I have the linear operator $A:l_1 \rightarrow L_3(0,+\infty)$ which is defined with the formula $(Ax)(t)=\sum\limits_{k=1}^{+\infty} \frac{x(k)}{\sqrt{k}+\sqrt{t}} $ for all $t\in (0,+\infty)$ and for all $x\in l_1$. The full task sounds like this: find the adjoint operator $A^*$ for the operator $A$, then check if the set $A(B_1(0))$ is totally bounded and closed in $L_3(0,+\infty)$. I have found the adjoint operator, then using the criterion of Kolmogorov and Frechet I proved total boundedness of $A(B_1(0))$. But I do not know how to check this set for closedness. It seems difficult to check it with the definition. Also, I cannot see what theorems I may apply. This task is given in the topic about adjoint operators, so maybe I should use some results about adjoint operators, but I am not sure about it.

Answer 1

Consider the sequence $x_n\in B_1(0)\subset l_1$ and let $Ax_n\to y$ in $L_3(0,\infty)$. Then $\exists Ax_{n_k}\to y$ almost everywhere, i.e. $\displaystyle\sum\limits_{s=1}^{\infty} \frac{x_{n_k}(s)}{\sqrt{s}+\sqrt{t}}\to y(t)$ a.e. As you know, a closed unit ball in $l_1$ lies in a closed unit ball of space $l_2$. Since $l_2$ is reflexive, $\exists x_{n_{k_r}}\rightharpoonup z\in l_2$ and $\|z\|_2\leq1$ (since the closed unit ball in $l_2$ is weakly sequentially compact).

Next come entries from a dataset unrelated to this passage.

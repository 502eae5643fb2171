//! Discrete-logarithm groups: named DSA parameter sizes and the DER codec
//! for `Dss-Parms ::= SEQUENCE { p, q, g }`.
//!
//! A named group is generated once per process and then shared by every key
//! created under that name, so keys of one group can be mixed freely.

use crate::config::Config;
use crate::error::{CryptoError, Result};
use crate::utils::parsing::{split_on, to_u32bit};
use ::dsa::{BigUint, Components, KeySize};
use der::asn1::UintRef;
use der::{Decode, Encode};
use rand_core::CryptoRngCore;
use std::sync::OnceLock;

/// Parameter sizes `(L, N)`: bit lengths of `p` and `q`.
#[derive(Debug, Clone, Copy, PartialEq, Eq)]
pub enum DlGroup {
    Dsa2048_224,
    Dsa2048_256,
    Dsa3072_256,
}

impl DlGroup {
    /// Accepts `dsa/botan/2048`, `dsa/botan/3072`, or an explicit `L,N` pair.
    pub fn from_name(name: &str) -> Result<Self> {
        match name {
            "dsa/botan/2048" => return Ok(DlGroup::Dsa2048_256),
            "dsa/botan/3072" => return Ok(DlGroup::Dsa3072_256),
            _ => {}
        }

        let sizes = split_on(name, ',');
        if sizes.len() != 2 {
            return Err(unknown_group(name));
        }
        let p_bits = to_u32bit(sizes[0]).map_err(|_| unknown_group(name))?;
        let q_bits = to_u32bit(sizes[1]).map_err(|_| unknown_group(name))?;
        match (p_bits, q_bits) {
            (2048, 224) => Ok(DlGroup::Dsa2048_224),
            (2048, 256) => Ok(DlGroup::Dsa2048_256),
            (3072, 256) => Ok(DlGroup::Dsa3072_256),
            _ => Err(unknown_group(name)),
        }
    }

    /// Same policy as the EC groups: explicit parameters win, otherwise the
    /// configured default applies.
    pub fn resolve(alg_name: &str, params: &str) -> Result<Self> {
        let group_id = if params.is_empty() {
            Config::global().default_dl_group.as_str()
        } else {
            params
        };

        tracing::debug!(
            target: "pubkey::registry",
            algorithm = %alg_name,
            group = %group_id,
            "Resolved DL group"
        );

        Self::from_name(group_id)
    }

    pub fn p_bits(&self) -> usize {
        match self {
            DlGroup::Dsa2048_224 | DlGroup::Dsa2048_256 => 2048,
            DlGroup::Dsa3072_256 => 3072,
        }
    }

    pub fn q_bits(&self) -> usize {
        match self {
            DlGroup::Dsa2048_224 => 224,
            DlGroup::Dsa2048_256 | DlGroup::Dsa3072_256 => 256,
        }
    }

    fn key_size(&self) -> KeySize {
        match self {
            DlGroup::Dsa2048_224 => KeySize::DSA_2048_224,
            DlGroup::Dsa2048_256 => KeySize::DSA_2048_256,
            DlGroup::Dsa3072_256 => KeySize::DSA_3072_256,
        }
    }

    fn cache(&self) -> &'static OnceLock<Components> {
        static DSA_2048_224: OnceLock<Components> = OnceLock::new();
        static DSA_2048_256: OnceLock<Components> = OnceLock::new();
        static DSA_3072_256: OnceLock<Components> = OnceLock::new();
        match self {
            DlGroup::Dsa2048_224 => &DSA_2048_224,
            DlGroup::Dsa2048_256 => &DSA_2048_256,
            DlGroup::Dsa3072_256 => &DSA_3072_256,
        }
    }

    /// Domain parameters `(p, q, g)`. Generated with `rng` on first use.
    pub fn components(&self, rng: &mut dyn CryptoRngCore) -> Components {
        self.cache()
            .get_or_init(|| {
                tracing::debug!(
                    target: "pubkey::dl_group",
                    p_bits = self.p_bits(),
                    q_bits = self.q_bits(),
                    "Generating DL domain parameters"
                );
                let mut rng = rng;
                Components::generate(&mut rng, self.key_size())
            })
            .clone()
    }
}

fn unknown_group(name: &str) -> CryptoError {
    CryptoError::InvalidArgument(format!("Unknown or unsupported DL group '{}'", name))
}

// ============================================================================
// DER
// ============================================================================

/// DER `INTEGER`.
pub fn encode_integer(n: &BigUint) -> Vec<u8> {
    let bytes = n.to_bytes_be();
    // encoding into a Vec cannot fail
    UintRef::new(&bytes)
        .and_then(|int| int.to_der())
        .unwrap_or_default()
}

pub fn decode_integer(bits: &[u8]) -> Result<BigUint> {
    let int = UintRef::from_der(bits)?;
    Ok(BigUint::from_bytes_be(int.as_bytes()))
}

/// DER `Dss-Parms`.
pub fn encode_parameters(components: &Components) -> Vec<u8> {
    let p = components.p().to_bytes_be();
    let q = components.q().to_bytes_be();
    let g = components.g().to_bytes_be();
    [p.as_slice(), q.as_slice(), g.as_slice()]
        .into_iter()
        .map(UintRef::new)
        .collect::<der::Result<Vec<_>>>()
        .and_then(|ints| ints.to_der())
        .unwrap_or_default()
}

pub fn decode_parameters(params: &[u8]) -> Result<Components> {
    let ints = Vec::<UintRef>::from_der(params)?;
    let [p, q, g] = ints.as_slice() else {
        return Err(CryptoError::Decoding(format!(
            "DSA parameters must hold 3 integers, got {}",
            ints.len()
        )));
    };
    Components::from_components(
        BigUint::from_bytes_be(p.as_bytes()),
        BigUint::from_bytes_be(q.as_bytes()),
        BigUint::from_bytes_be(g.as_bytes()),
    )
    .map_err(|_| CryptoError::Decoding("Invalid DSA domain parameters".to_string()))
}

#[cfg(test)]
mod tests {
    use super::*;
    use rand::rngs::OsRng;

    #[test]
    fn test_group_names() {
        assert_eq!(DlGroup::from_name("dsa/botan/2048").unwrap(), DlGroup::Dsa2048_256);
        assert_eq!(DlGroup::from_name("dsa/botan/3072").unwrap(), DlGroup::Dsa3072_256);
        assert_eq!(DlGroup::from_name("2048,224").unwrap(), DlGroup::Dsa2048_224);
        assert_eq!(DlGroup::from_name("3072, 256").unwrap(), DlGroup::Dsa3072_256);

        for bad in ["modp/ietf/2048", "1024,160", "2048", "2048,256,1", "L,N", ""] {
            assert!(
                matches!(DlGroup::from_name(bad), Err(CryptoError::InvalidArgument(_))),
                "'{}' should be rejected",
                bad
            );
        }
    }

    #[test]
    fn test_resolve_default_group() {
        let group = DlGroup::resolve("DSA", "").unwrap();
        assert_eq!(group, DlGroup::Dsa2048_256);
        assert_eq!(group.p_bits(), 2048);
        assert_eq!(group.q_bits(), 256);

        assert_eq!(DlGroup::resolve("DSA", "2048,224").unwrap(), DlGroup::Dsa2048_224);
        assert!(DlGroup::resolve("DSA", "secp256r1").is_err());
    }

    /// Один раз сгенерированная группа переиспользуется
    #[test]
    fn test_components_are_shared() {
        let group = DlGroup::Dsa2048_256;
        let a = group.components(&mut OsRng);
        let b = group.components(&mut OsRng);
        assert_eq!((a.p(), a.q(), a.g()), (b.p(), b.q(), b.g()));
        assert_eq!(a.p().bits(), 2048);
        assert_eq!(a.q().bits(), 256);
    }

    #[test]
    fn test_parameters_codec() {
        let components = DlGroup::Dsa2048_256.components(&mut OsRng);
        let encoded = encode_parameters(&components);
        assert_eq!(encoded[0], 0x30, "Dss-Parms is a SEQUENCE");
        let decoded = decode_parameters(&encoded).unwrap();
        assert_eq!(decoded.p(), components.p());
        assert_eq!(decoded.q(), components.q());
        assert_eq!(decoded.g(), components.g());

        let two_ints = [components.p().to_bytes_be(), components.q().to_bytes_be()];
        let short = two_ints
            .iter()
            .map(|b| UintRef::new(b).unwrap())
            .collect::<Vec<_>>()
            .to_der()
            .unwrap();
        assert!(matches!(decode_parameters(&short), Err(CryptoError::Decoding(_))));
        assert!(decode_parameters(&[0x05, 0x00]).is_err());
    }

    #[test]
    fn test_integer_codec() {
        let n = BigUint::from_bytes_be(&[0x80, 0x01]);
        let encoded = encode_integer(&n);
        assert_eq!(encoded, vec![0x02, 0x03, 0x00, 0x80, 0x01]);
        assert_eq!(decode_integer(&encoded).unwrap(), n);
        assert!(decode_integer(&[0x04, 0x01, 0x01]).is_err());
    }
}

Since $\forall N\in\mathbb{N}$ $\displaystyle\sum\limits_{s=1}^{N}|x_{n_{k_r}}(s)|\leq1$ and weak convergence implies the coordinatewise, then $\forall N\in\mathbb{N}$ $\displaystyle\sum\limits_{s=1}^{N}|z(s)|\leq1$, so $\|z\|_1\leq1$. Next, for $\varepsilon>0$ choose $M$ so, that $\dfrac{2}{\sqrt{M+1}}<\dfrac{\varepsilon}{2}$ and consider $u=\left(\dfrac{1}{\sqrt1+\sqrt t},\dfrac{1}{\sqrt2+\sqrt t},...,\dfrac{1}{\sqrt M+\sqrt t},0,0,...\right)\in l_2$, then $$\left|\sum\limits_{s=1}^{\infty} \frac{x_{n_{k_r}}(s)}{\sqrt{s}+\sqrt{t}}-\sum\limits_{s=1}^{\infty} \frac{z(s)} {\sqrt{s}+\sqrt{t}}\right|\leq\left|\sum\limits_{s=1}^{M} \frac{x_{n_{k_r}}(s)-z(s)}{\sqrt{s}+\sqrt{t}}\right|+\left|\sum\limits_{s=M+1}^{\infty} \frac{x_{n_{k_r}}(s)-z(s)}{\sqrt{s}+\sqrt{t}}\right|\leq$$$$\leq\left|\sum\limits_{s=1}^{\infty} (x_{n_{k_r}}(s)-z(s))u(s)\right|+\dfrac{2}{\sqrt{M+1}}<\varepsilon,$$ for large enough $r$, because first sum tends to $0$.

Thus, we have $Ax_{n_{k_r}}=\displaystyle\sum\limits_{s=1}^{\infty} \frac{x_{n_{k_r}}(s)}{\sqrt{s}+\sqrt{t}}\to\sum\limits_{s=1}^{\infty} \frac{z(s)} {\sqrt{s}+\sqrt{t}}=Az=y$ a.e., where $z\in B_1(0)$.